Allowing for the consistent calculation of technical provisions by insurance and reinsurance undertakings: to this end, a central body should be able to derive, publish, and update certain technical information relating to the risk-free interest rate term structure on a regular basis, taking account of observations in the financial market. Members consider that the manner in which the risk-free interest rate term structure is derived should be transparent in such a manner that insurance and reinsurance undertakings are able to use this term-structure in their risk management policies. 

The risk-free interest rate term structure should be determined on the basis of a holistic and consistent approach to the setting of all assumptions and parameters on which the curve is based ensuring consistency over time and avoiding artificial volatility of technical provisions and eligible own funds in excess of the capital requirements. The starting point for the extrapolation of risk-free interest rates in euro should be 20 years.

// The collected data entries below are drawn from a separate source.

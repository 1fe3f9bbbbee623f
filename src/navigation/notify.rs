//! Non-blocking toast notifications.
//!
//! Transition failures and info hotspots surface here instead of in modal
//! dialogs. Success and info toasts expire on their own; errors stay until
//! dismissed. Repeating a message that is already up refreshes it instead
//! of stacking a copy, and the overflow queue is bounded.

use std::collections::VecDeque;

use web_time::{Duration, Instant};

/// Maximum number of notifications shown at once.
const MAX_VISIBLE: usize = 3;
/// Maximum number of notifications waiting for a slot; the oldest is
/// dropped beyond this.
const MAX_QUEUED: usize = 16;

/// Identifier of a notification, unique within one queue.
#[derive(Debug, Clone, Copy, PartialEq, Eq, Hash)]
pub struct NotificationId(u64);

/// Severity determines display duration.
#[derive(Debug, Clone, Copy, PartialEq, Eq, Default)]
pub enum Severity {
    /// Operation completed (3 s).
    #[default]
    Success,
    /// Informational message (3 s).
    Info,
    /// Something was skipped or degraded (5 s).
    Warning,
    /// Needs attention; manual dismiss.
    Error,
}

impl Severity {
    /// Auto-dismiss delay, or `None` when the user must dismiss.
    #[must_use]
    pub fn auto_dismiss_duration(self) -> Option<Duration> {
        match self {
            Self::Success | Self::Info => Some(Duration::from_secs(3)),
            Self::Warning => Some(Duration::from_secs(5)),
            Self::Error => None,
        }
    }
}

/// One toast.
#[derive(Debug, Clone, PartialEq)]
pub struct Notification {
    id: NotificationId,
    severity: Severity,
    message: String,
    created_at: Instant,
}

impl Notification {
    /// Identifier for [`NotificationQueue::dismiss`].
    #[must_use]
    pub fn id(&self) -> NotificationId {
        self.id
    }

    /// Severity level.
    #[must_use]
    pub fn severity(&self) -> Severity {
        self.severity
    }

    /// Text shown to the visitor.
    #[must_use]
    pub fn message(&self) -> &str {
        &self.message
    }

    /// Whether the toast has outlived its severity's display time at `now`.
    #[must_use]
    pub fn is_expired(&self, now: Instant) -> bool {
        self.severity
            .auto_dismiss_duration()
            .is_some_and(|d| now.saturating_duration_since(self.created_at) >= d)
    }
}

/// Visible toasts plus an overflow queue.
#[derive(Debug, Default)]
pub struct NotificationQueue {
    visible: VecDeque<Notification>,
    queue: VecDeque<Notification>,
    next_id: u64,
}

impl NotificationQueue {
    /// Empty queue.
    #[must_use]
    pub fn new() -> Self {
        Self::default()
    }

    /// Show `message`, or queue it when [`MAX_VISIBLE`] toasts are up.
    ///
    /// A toast with the same severity and message that is already shown or
    /// queued is refreshed and its id returned. When the queue is full the
    /// oldest queued toast is dropped.
    pub fn push(
        &mut self,
        severity: Severity,
        message: impl Into<String>,
    ) -> NotificationId {
        let message = message.into();
        let now = Instant::now();
        if let Some(existing) = self
            .visible
            .iter_mut()
            .chain(self.queue.iter_mut())
            .find(|n| n.severity == severity && n.message == message)
        {
            existing.created_at = now;
            return existing.id;
        }

        let id = NotificationId(self.next_id);
        self.next_id += 1;
        let notification = Notification {
            id,
            severity,
            message,
            created_at: now,
        };
        if self.visible.len() < MAX_VISIBLE {
            self.visible.push_front(notification);
        } else {
            if self.queue.len() >= MAX_QUEUED {
                if let Some(dropped) = self.queue.pop_front() {
                    log::debug!("notification queue full, dropping '{}'", dropped.message);
                }
            }
            self.queue.push_back(notification);
        }
        id
    }

    /// Remove a toast. Returns `true` if it was found.
    pub fn dismiss(&mut self, id: NotificationId) -> bool {
        if let Some(pos) = self.visible.iter().position(|n| n.id == id) {
            let _ = self.visible.remove(pos);
            self.promote_from_queue();
            return true;
        }
        if let Some(pos) = self.queue.iter().position(|n| n.id == id) {
            let _ = self.queue.remove(pos);
            return true;
        }
        false
    }

    /// Drop visible toasts that expired by `now`.
    pub fn prune(&mut self, now: Instant) {
        let expired: Vec<NotificationId> = self
            .visible
            .iter()
            .filter(|n| n.is_expired(now))
            .map(Notification::id)
            .collect();
        for id in expired {
            let _ = self.dismiss(id);
        }
    }

    /// Visible toasts, newest first.
    pub fn visible(&self) -> impl Iterator<Item = &Notification> {
        self.visible.iter()
    }

    /// Toasts waiting for a free slot.
    #[must_use]
    pub fn queued_count(&self) -> usize {
        self.queue.len()
    }

    /// Whether nothing is shown or queued.
    #[must_use]
    pub fn is_empty(&self) -> bool {
        self.visible.is_empty() && self.queue.is_empty()
    }

    /// Remove everything.
    pub fn clear(&mut self) {
        self.visible.clear();
        self.queue.clear();
    }

    fn promote_from_queue(&mut self) {
        while self.visible.len() < MAX_VISIBLE {
            match self.queue.pop_front() {
                Some(n) => self.visible.push_front(n),
                None => break,
            }
        }
    }
}
use schemars::JsonSchema;
use serde::{Deserialize, Serialize};

#[derive(Debug, Clone, Serialize, Deserialize, PartialEq, Eq, JsonSchema)]
#[schemars(title = "API", inline)]
#[serde(default)]
/// Where the tour backend lives and how its media is reached.
pub struct ApiOptions {
    /// API root, e.g. `http://127.0.0.1:8000/api`.
    #[schemars(title = "Base URL")]
    pub base_url: String,
    /// Absolute media URL prefixes that are rewritten to
    /// [`media_proxy_prefix`](Self::media_proxy_prefix).
    #[schemars(skip)]
    pub media_origins: Vec<String>,
    /// Same-origin path that proxies the backend's media.
    #[schemars(title = "Media Proxy Prefix")]
    pub media_proxy_prefix: String,
    /// CSRF token supplied by the admin page, required for hotspot writes.
    #[schemars(skip)]
    #[serde(skip_serializing_if = "Option::is_none")]
    pub csrf_token: Option<String>,
    /// Global request timeout in milliseconds; unset uses the transport
    /// default.
    #[schemars(skip)]
    #[serde(skip_serializing_if = "Option::is_none")]
    pub timeout_ms: Option<u64>,
}

impl Default for ApiOptions {
    fn default() -> Self {
        Self {
            base_url: "http://127.0.0.1:8000/api".into(),
            media_origins: vec![
                "http://127.0.0.1:8000/media".into(),
                "http://localhost:8000/media".into(),
            ],
            media_proxy_prefix: "/media".into(),
            csrf_token: None,
            timeout_ms: None,
        }
    }
}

Conditions to be applied to third countries: to encourage international convergence toward risk-based solvency regimes, Members specify the conditions in relation to the treatment of third country regimes in order for these third countries to be recognised temporarily equivalent. Third countries must also have group supervision systems similar to that of the Union.

Health insurance: the calculation of the Solvency Capital Requirement (SCR) for health insurance should reflect national equalisation systems and should also account for changes in the national health legislation, as these are a fundamental part of the insurance system within those national health markets.

Coherent application: in order to achieve coherent application and to assure macro-prudential oversight across the Union, Members propose that the European Systemic Risk Board develop principles tailored for the Union economy and be responsible to monitor the application of the counter-cyclical buffer.

Treatment for government bonds: the report notes that the sovereign debt crisis has demonstrated that a zero-risk treatment for government bonds no longer corresponds with economic reality. Accordingly, the Commission should submit a report proposing options to adapt the calculation of own funds requirements for such exposures accordingly as soon as possible, while taking into account potentially destabilising effects of tabling such proposals during periods of market stress.

Transitional periods: in order to allow for a smooth transition under Directive 2009/138/EC to a new regime, the committee wishes to provide for phasing in and specific transitional periods.

Occupational pension bodies: in accordance with the principle of subsidiarity the Directive should not, lay down any solvency requirements for occupational pension bodies.

Delegated acts: due to the extensive nature of the delegated acts and the regulatory technical standards provided for in this Directive, the European Parliament and the Council should have three months from the date of notification to object to a delegated act or a regulatory technical standard. At the initiative of the European Parliament or the Council, it should be possible to prolong that period by a further three months.

Review: by 1 January 2015 and every year thereafter, the Commission shall submit to the European Parliament and to the Council a report specifying whether the ESAs have submitted the draft regulatory and implementing technical standards provided for in Directives 2002/92/EC, 2003/71/EC and 2009/138/EC.